> **Dataset records**:
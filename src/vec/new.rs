// This file is part of bounded-stack-vec.
// SPDX-License-Identifier: MIT OR Apache-2.0

// Crate imports
use crate::vec::BoundedVec;

// Core imports
use core::mem::MaybeUninit;

impl<T, const N: usize> BoundedVec<T, N> {
    /// Constructs an empty vector. No element is constructed.
    #[inline]
    pub const fn new() -> Self {
        Self {
            buf: [const { MaybeUninit::uninit() }; N],
            len: 0,
        }
    }

    /// Constructs a vector holding `min(count, N)` default-constructed elements.
    ///
    /// Requesting more than `N` elements is not an error; the count is clamped.
    pub fn with_default(count: usize) -> Self
    where
        T: Default,
    {
        let mut v = Self::new();
        for _ in 0..count.min(N) {
            v.write_next(T::default());
        }
        v
    }

    /// Constructs a vector holding `min(count, N)` clones of `value`.
    ///
    /// Requesting more than `N` elements is not an error; the count is clamped.
    pub fn from_elem(count: usize, value: &T) -> Self
    where
        T: Clone,
    {
        let mut v = Self::new();
        for _ in 0..count.min(N) {
            v.write_next(value.clone());
        }
        v
    }
}

impl<T, const N: usize> Default for BoundedVec<T, N> {
    /// Same as [`BoundedVec::new`].
    fn default() -> Self {
        Self::new()
    }
}
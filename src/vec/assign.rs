// This file is part of bounded-stack-vec.
// SPDX-License-Identifier: MIT OR Apache-2.0

// Crate imports
use crate::{error::Error, vec::BoundedVec};

// Core imports
use core::ptr;

impl<T, const N: usize> BoundedVec<T, N> {
    /// Shared shape of copy and move assignment.
    ///
    /// - `assign(i, dst)` overwrites the live destination slot `i`, for
    ///   `i < min(len, src_len)`.
    /// - `construct(i)` produces the value for the fresh slot `i`, for
    ///   `len <= i < src_len`.
    /// - Destination elements at `src_len..len` are dropped back to front.
    ///
    /// Requires `src_len <= N`.
    pub(crate) fn assign_with<A, C>(&mut self, src_len: usize, mut assign: A, mut construct: C)
    where
        A: FnMut(usize, &mut T),
        C: FnMut(usize) -> T,
    {
        debug_assert!(src_len <= N);
        let overlap = self.len.min(src_len);
        for (i, dst) in self.as_mut_slice()[..overlap].iter_mut().enumerate() {
            assign(i, dst);
        }
        if src_len > overlap {
            for i in overlap..src_len {
                self.write_next(construct(i));
            }
        } else {
            self.truncate(src_len);
        }
    }

    /// Copy-assigns the contents of `src`, which may come from a vector of
    /// any capacity.
    ///
    /// Overlapping elements are reassigned with [`Clone::clone_from`], surplus
    /// source elements are cloned into fresh slots front to back, and surplus
    /// destination elements are dropped back to front. `src` is untouched.
    ///
    /// Returns [`Error::Full`] if `src.len() > N`; the vector is unchanged.
    pub fn assign_from_slice(&mut self, src: &[T]) -> Result<(), Error>
    where
        T: Clone,
    {
        if src.len() > N {
            trace!("assign rejected: {} elements exceed capacity {}", src.len(), N);
            return Err(Error::Full);
        }
        self.assign_with(src.len(), |i, dst| dst.clone_from(&src[i]), |i| src[i].clone());
        Ok(())
    }

    /// Move-assigns the contents of `source`, which may have any capacity,
    /// and leaves `source` empty.
    ///
    /// Each overlapping destination element is dropped and replaced by the
    /// source element relocated into its slot. Surplus source elements are
    /// relocated into fresh slots front to back, and surplus destination
    /// elements are dropped back to front. Nothing is cloned.
    ///
    /// Returns [`Error::Full`] if `source.len() > N`; neither vector changes.
    ///
    /// For vectors of the same capacity a plain `dst = src` has the same
    /// result; `move_from` additionally reuses the destination in place and
    /// keeps `source` usable.
    pub fn move_from<const M: usize>(&mut self, source: &mut BoundedVec<T, M>) -> Result<(), Error> {
        let src_len = source.len;
        if src_len > N {
            trace!("move rejected: {} elements exceed capacity {}", src_len, N);
            return Err(Error::Full);
        }
        // The source gives up its live range before any slot is read, so no
        // source value can be dropped by `source` after it was moved out.
        source.len = 0;
        let src = source.as_ptr();
        self.assign_with(
            src_len,
            // SAFETY: `i < src_len`, and every source slot below `src_len` was
            // live and is read exactly once across both closures.
            |i, dst| *dst = unsafe { ptr::read(src.add(i)) },
            // SAFETY: as above.
            |i| unsafe { ptr::read(src.add(i)) },
        );
        Ok(())
    }
}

> **Task statement**: The whole listing needs copying. Write it out exactly.

> **Written answer**:
filename src/vec/new.rs
// This file is part of bounded-stack-vec.
// SPDX-License-Identifier: MIT OR Apache-2.0

// Crate imports
use crate::vec::BoundedVec;

// Core imports
use core::mem::MaybeUninit;

impl<T, const N: usize> BoundedVec<T, N> {
    /// Constructs an empty vector. No element is constructed.
    #[inline]
    pub const fn new() -> Self {
        Self {
            buf: [const { MaybeUninit::uninit() }; N],
            len: 0,
        }
    }

    /// Constructs a vector holding `min(count, N)` default-constructed elements.
    ///
    /// Requesting more than `N` elements is not an error; the count is clamped.
    pub fn with_default(count: usize) -> Self
    where
        T: Default,
    {
        let mut v = Self::new();
        for _ in 0..count.min(N) {
            v.write_next(T::default());
        }
        v
    }

    /// Constructs a vector holding `min(count, N)` clones of `value`.
    ///
    /// Requesting more than `N` elements is not an error; the count is clamped.
    pub fn from_elem(count: usize, value: &T) -> Self
    where
        T: Clone,
    {
        let mut v = Self::new();
        for _ in 0..count.min(N) {
            v.write_next(value.clone());
        }
        v
    }
}

impl<T, const N: usize> Default for BoundedVec<T, N> {
    /// Same as [`BoundedVec::new`].
    fn default() -> Self {
        Self::new()
    }
}
filename src/vec/assign.rs
// This file is part of bounded-stack-vec.
// SPDX-License-Identifier: MIT OR Apache-2.0

// Crate imports
use crate::{error::Error, vec::BoundedVec};

// Core imports
use core::ptr;

impl<T, const N: usize> BoundedVec<T, N> {
    /// Shared shape of copy and move assignment.
    ///
    /// - `assign(i, dst)` overwrites the live destination slot `i`, for
    ///   `i < min(len, src_len)`.
    /// - `construct(i)` produces the value for the fresh slot `i`, for
    ///   `len <= i < src_len`.
    /// - Destination elements at `src_len..len` are dropped back to front.
    ///
    /// Requires `src_len <= N`.
    pub(crate) fn assign_with<A, C>(&mut self, src_len: usize, mut assign: A, mut construct: C)
    where
        A: FnMut(usize, &mut T),
        C: FnMut(usize) -> T,
    {
        debug_assert!(src_len <= N);
        let overlap = self.len.min(src_len);
        for (i, dst) in self.as_mut_slice()[..overlap].iter_mut().enumerate() {
            assign(i, dst);
        }
        if src_len > overlap {
            for i in overlap..src_len {
                self.write_next(construct(i));
            }
        } else {
            self.truncate(src_len);
        }
    }

    /// Copy-assigns the contents of `src`, which may come from a vector of
    /// any capacity.
    ///
    /// Overlapping elements are reassigned with [`Clone::clone_from`], surplus
    /// source elements are cloned into fresh slots front to back, and surplus
    /// destination elements are dropped back to front. `src` is untouched.
    ///
    /// Returns [`Error::Full`] if `src.len() > N`; the vector is unchanged.
    pub fn assign_from_slice(&mut self, src: &[T]) -> Result<(), Error>
    where
        T: Clone,
    {
        if src.len() > N {
            trace!("assign rejected: {} elements exceed capacity {}", src.len(), N);
            return Err(Error::Full);
        }
        self.assign_with(src.len(), |i, dst| dst.clone_from(&src[i]), |i| src[i].clone());
        Ok(())
    }

    /// Move-assigns the contents of `source`, which may have any capacity,
    /// and leaves `source` empty.
    ///
    /// Each overlapping destination element is dropped and replaced by the
    /// source element relocated into its slot. Surplus source elements are
    /// relocated into fresh slots front to back, and surplus destination
    /// elements are dropped back to front. Nothing is cloned.
    ///
    /// Returns [`Error::Full`] if `source.len() > N`; neither vector changes.
    ///
    /// For vectors of the same capacity a plain `dst = src` has the same
    /// result; `move_from` additionally reuses the destination in place and
    /// keeps `source` usable.
    pub fn move_from<const M: usize>(&mut self, source: &mut BoundedVec<T, M>) -> Result<(), Error> {
        let src_len = source.len;
        if src_len > N {
            trace!("move rejected: {} elements exceed capacity {}", src_len, N);
            return Err(Error::Full);
        }
        // The source gives up its live range before any slot is read, so no
        // source value can be dropped by `source` after it was moved out.
        source.len = 0;
        let src = source.as_ptr();
        self.assign_with(
            src_len,
            // SAFETY: `i < src_len`, and every source slot below `src_len` was
            // live and is read exactly once across both closures.
            |i, dst| *dst = unsafe { ptr::read(src.add(i)) },
            // SAFETY: as above.
            |i| unsafe { ptr::read(src.add(i)) },
        );
        Ok(())
    }
}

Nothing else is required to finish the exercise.